**ACTIVITY:** Here are the records. Write out exactly the lines between the one holding "self.health.hp += amount;" and the one holding "pub fn equip_armor(&mut", inclusive.

[Stored data entries]
impl<'a> AdventureRun<'a> {
    /// Start a run at full HP. Max HP comes from the worn armor.
    pub fn start(
        player: &'a mut Player,
        bestiary: &'a Bestiary,
        dice: &'a mut Dice,
        settings: RunSettings,
    ) -> Result<Self, GameError> {
        if bestiary.is_empty() {
            return Err(GameError::NoMonsters);
        }
        let max_hp = player.max_hp(settings.default_max_hp).max(1);
        if player.loadout.armor_key().is_none() {
            warn!(default_hp = settings.default_max_hp, "starting a run without armor");
        }
        if player.loadout.weapon_keys().is_empty() {
            warn!("starting a run without weapons");
        }
        info!(player = %player.name, max_hp, exp = player.exp, "adventure started");
        Ok(Self {
            player,
            bestiary,
            dice,
            shop: None,
            settings,
            health: Health::new(max_hp),
            stats: AdventureStats::new(),
            difficulty: 0,
            battles_until_checkpoint: settings.battles_per_checkpoint,
            phase: RunPhase::Battling,
            last_report: None,
            summary: None,
        })
    }

    /// Open `shop` at every checkpoint of this run.
    pub fn with_checkpoint_shop(mut self, shop: &'a mut Shop, catalog: &'a Catalog) -> Self {
        self.shop = Some(CheckpointShop { shop, catalog });
        self
    }

    pub fn phase(&self) -> RunPhase {
        self.phase
    }

    pub fn player(&self) -> &Player {
        self.player
    }

    pub fn health(&self) -> Health {
        self.health
    }

    pub fn stats(&self) -> &AdventureStats {
        &self.stats
    }

    pub fn difficulty(&self) -> u32 {
        self.difficulty
    }

    pub fn available_exp(&self) -> i32 {
        self.stats.available(self.player.exp)
    }

    pub fn last_report(&self) -> Option<&BattleReport> {
        self.last_report.as_ref()
    }

    pub fn summary(&self) -> Option<&RunSummary> {
        self.summary.as_ref()
    }

    pub fn shop_offers(&self) -> &[ShopOffer] {
        self.shop.as_ref().map(|s| s.shop.offers()).unwrap_or_default()
    }

    pub fn reroll_fee(&self) -> Option<i32> {
        self.shop.as_ref().map(|s| s.shop.reroll_fee())
    }

    pub fn status(&self) -> RunStatus {
        RunStatus {
            phase: self.phase,
            hp: self.health.hp,
            max_hp: self.health.max_hp,
            difficulty: self.difficulty,
            battles_until_checkpoint: self.battles_until_checkpoint,
            persistent_exp: self.player.exp,
            exp_gained: self.stats.exp_gained,
            exp_spent: self.stats.exp_spent,
            available_exp: self.available_exp(),
            enemies_defeated: self.stats.enemies_defeated,
            checkpoints_reached: self.stats.checkpoints_reached,
        }
    }

    fn require(&self, phase: RunPhase) -> Result<(), GameError> {
        if self.phase == phase {
            Ok(())
        } else {
            Err(GameError::WrongPhase(self.phase))
        }
    }

    fn wallet(&mut self) -> RunWallet<'_> {
        RunWallet { persistent_exp: self.player.exp, stats: &mut self.stats }
    }

    /// Fight the next monster.
    pub fn fight(&mut self) -> Result<&BattleReport, GameError> {
        self.require(RunPhase::Battling)?;
        let gear = Gear::from_loadout(&self.player.loadout, &self.player.inventory);
        let battle = Battle::engage(self.bestiary, self.difficulty, self.dice)?;
        let report = battle.run(&gear, &mut self.health, &mut self.stats, self.dice);
        info!(
            monster = %report.monster.name,
            outcome = ?report.outcome,
            rounds = report.rounds,
            hp = self.health.hp,
            "battle finished"
        );

        match report.outcome {
            BattleOutcome::Victory => {
                self.battles_until_checkpoint = self.battles_until_checkpoint.saturating_sub(1);
                self.phase = RunPhase::AfterBattle;
            }
            BattleOutcome::Defeat => self.finish(RunOutcome::Defeated),
        }
        Ok(self.last_report.insert(report))
    }

    /// Restore the whole HP deficit at 1 EXP per HP, or nothing.
    pub fn repair_full(&mut self) -> Result<i32, GameError> {
        self.require(RunPhase::AfterBattle)?;
        let needed = self.health.deficit();
        if needed == 0 {
            return Ok(0);
        }
        self.wallet().try_spend(needed)?;
        self.health.restore_full();
        info!(amount = needed, "full repair");
        Ok(needed)
    }

    /// Restore up to `amount` HP, limited by the deficit and available EXP.
    pub fn repair(&mut self, amount: i32) -> Result<i32, GameError> {
        self.require(RunPhase::AfterBattle)?;
        let amount = amount.min(self.health.deficit()).min(self.available_exp());
        if amount <= 0 {
            return Ok(0);
        }
        self.wallet().debit(amount);
        self.health.hp += amount;
        info!(amount, hp = self.health.hp, "partial repair");
        Ok(amount)
    }

    /// Leave the after-battle menu: on to the next fight, or into a checkpoint.
    pub fn advance(&mut self) -> Result<RunPhase, GameError> {
        self.require(RunPhase::AfterBattle)?;
        if self.battles_until_checkpoint == 0 {
            self.enter_checkpoint();
        } else {
            self.phase = RunPhase::Battling;
        }
        Ok(self.phase)
    }

    fn enter_checkpoint(&mut self) {
        self.stats.checkpoints_reached += 1;
        self.difficulty += 1;
        self.health.restore_full();
        if let Some(cs) = self.shop.as_mut() {
            cs.shop.refresh(cs.catalog, self.dice);
        }
        self.phase = RunPhase::Checkpoint;
        info!(
            checkpoint = self.stats.checkpoints_reached,
            difficulty = self.difficulty,
            "checkpoint reached"
        );
    }

    /// Swap armor. Max HP follows the new armor and HP is refilled.
    pub fn equip_armor(&mut self, key: ItemKey) -> Result<(), GameError> {
        self.require(RunPhase::Checkpoint)?;
        self.player.equip_armor(key)?;
        let max_hp = self.player.max_hp(self.settings.default_max_hp);
        self.health.reset_max(max_hp);
        Ok(())
    }

    pub fn equip_weapon(&mut self, key: ItemKey) -> Result<(), GameError> {
        self.require(RunPhase::Checkpoint)?;
        self.player.equip_weapon(key)
    }

    pub fn unequip_weapon(&mut self, index: usize) -> Result<ItemKey, GameError> {
        self.require(RunPhase::Checkpoint)?;
        self.player.unequip_weapon(index)
    }

    /// Upgrade paid from the run wallet. Upgrading the worn armor refills HP.
    pub fn upgrade(&mut self, key: ItemKey) -> Result<UpgradeReceipt, GameError> {
        self.require(RunPhase::Checkpoint)?;
        let mut wallet = RunWallet { persistent_exp: self.player.exp, stats: &mut self.stats };
        let receipt = upgrade_item(&mut self.player.inventory, key, &mut wallet)?;
        if self.player.loadout.armor_key() == Some(key) {
            let max_hp = self.player.max_hp(self.settings.default_max_hp);
            self.health.reset_max(max_hp);
        }
        Ok(receipt)
    }

    pub fn buy(&mut self, index: usize) -> Result<ItemKey, GameError> {
        self.require(RunPhase::Checkpoint)?;
        let cs = self.shop.as_mut().ok_or(GameError::NoShop)?;
        let mut wallet = RunWallet { persistent_exp: self.player.exp, stats: &mut self.stats };
        cs.shop.purchase(index, &mut wallet, &mut self.player.inventory)
    }

    /// Returns the fee paid.
    pub fn reroll_shop(&mut self) -> Result<i32, GameError> {
        self.require(RunPhase::Checkpoint)?;
        let cs = self.shop.as_mut().ok_or(GameError::NoShop)?;
        let mut wallet = RunWallet { persistent_exp: self.player.exp, stats: &mut self.stats };
        cs.shop.reroll(cs.catalog, self.dice, &mut wallet)
    }

    pub fn continue_run(&mut self) -> Result<(), GameError> {
        self.require(RunPhase::Checkpoint)?;
        self.battles_until_checkpoint = self.settings.battles_per_checkpoint;
        self.phase = RunPhase::Battling;
        Ok(())
    }

    /// Return to base from a checkpoint. Calling it again once ended returns the same summary.
    pub fn abort(&mut self) -> Result<&RunSummary, GameError> {
        match self.phase {
            RunPhase::Checkpoint => self.finish(RunOutcome::Returned),
            RunPhase::Ended => {}
            other => return Err(GameError::WrongPhase(other)),
        }
        self.summary.as_ref().ok_or(GameError::WrongPhase(self.phase))
    }

    /// Settle the ledger into banked experience. Runs once per adventure.
    fn finish(&mut self, outcome: RunOutcome) {
        if self.summary.is_some() {
            return;
        }
        let net_gain = self.stats.net_gain();
        self.player.exp += net_gain;
        self.phase = RunPhase::Ended;
        info!(
            ?outcome,
            net_gain,
            exp = self.player.exp,
            enemies = self.stats.enemies_defeated,
            "adventure ended"
        );
        self.summary = Some(RunSummary {
            outcome,
            stats: self.stats.clone(),
            final_difficulty: self.difficulty,
            net_gain,
            persistent_exp: self.player.exp,
        });
    }

    pub fn apply(&mut self, action: CheckpointAction) -> Result<(), GameError> {
        match action {
            CheckpointAction::EquipArmor(key) => self.equip_armor(key),
            CheckpointAction::EquipWeapon(key) => self.equip_weapon(key),
            CheckpointAction::UnequipWeapon(index) => self.unequip_weapon(index).map(|_| ()),
            CheckpointAction::Upgrade(key) => self.upgrade(key).map(|_| ()),
            CheckpointAction::Buy(index) => self.buy(index).map(|_| ()),
            CheckpointAction::RerollShop => self.reroll_shop().map(|_| ()),
            CheckpointAction::Continue => self.continue_run(),
            CheckpointAction::Abort => self.abort().map(|_| ()),
        }
    }

    /// Play the run to the end, asking `pilot` at every menu.
    pub fn drive<P: Pilot + ?Sized>(&mut self, pilot: &mut P) -> Result<RunSummary, GameError> {
        let mut rejections = 0;
        loop {
            match self.phase {
                RunPhase::Battling => {
                    let report = self.fight()?;
                    pilot.observe(&RunEvent::Battle(report));
                }
                RunPhase::AfterBattle => {
                    if self.health.deficit() > 0 {
                        let repaired = match pilot.repair(self) {
                            RepairChoice::Full => Some(self.repair_full()),
                            RepairChoice::Partial(amount) => Some(self.repair(amount)),
                            RepairChoice::Skip => None,
                        };
                        match repaired {
                            Some(Ok(amount)) if amount > 0 => pilot.observe(&RunEvent::Repaired {
                                amount,
                                hp: self.health.hp,
                                max_hp: self.health.max_hp,
                            }),
                            Some(Err(e)) => pilot.observe(&RunEvent::RepairRejected(&e)),
                            _ => {}
                        }
                    }
                    if self.advance()? == RunPhase::Checkpoint {
                        pilot.observe(&RunEvent::CheckpointReached {
                            checkpoint: self.stats.checkpoints_reached,
                            difficulty: self.difficulty,
                        });
                    }
                }
                RunPhase::Checkpoint => {
                    let action = pilot.checkpoint(self);
                    match self.apply(action) {
                        Ok(()) => {
                            rejections = 0;
                            pilot.observe(&RunEvent::Applied(&action));
                        }
                        Err(error) => {
                            rejections += 1;
                            pilot.observe(&RunEvent::Rejected { action: &action, error: &error });
                            if rejections >= MAX_REJECTIONS {
                                warn!(
                                    rejections,
                                    "pilot keeps choosing rejected actions; returning to base"
                                );
                                self.abort()?;
                            }
                        }
                    }
                }
                RunPhase::Ended => {
                    let summary = self.summary.clone().ok_or(GameError::WrongPhase(self.phase))?;
                    pilot.observe(&RunEvent::Ended(&summary));
                    return Ok(summary);
                }
            }
        }
    }
}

**RESULT OF THE TASK:**
        self.health.hp += amount;
        info!(amount, hp = self.health.hp, "partial repair");
        Ok(amount)
    }

    /// Leave the after-battle menu: on to the next fight, or into a checkpoint.
    pub fn advance(&mut self) -> Result<RunPhase, GameError> {
        self.require(RunPhase::AfterBattle)?;
        if self.battles_until_checkpoint == 0 {
            self.enter_checkpoint();
        } else {
            self.phase = RunPhase::Battling;
        }
        Ok(self.phase)
    }

    fn enter_checkpoint(&mut self) {
        self.stats.checkpoints_reached += 1;
        self.difficulty += 1;
        self.health.restore_full();
        if let Some(cs) = self.shop.as_mut() {
            cs.shop.refresh(cs.catalog, self.dice);
        }
        self.phase = RunPhase::Checkpoint;
        info!(
            checkpoint = self.stats.checkpoints_reached,
            difficulty = self.difficulty,
            "checkpoint reached"
        );
    }

    /// Swap armor. Max HP follows the new armor and HP is refilled.
    pub fn equip_armor(&mut self, key: ItemKey) -> Result<(), GameError> {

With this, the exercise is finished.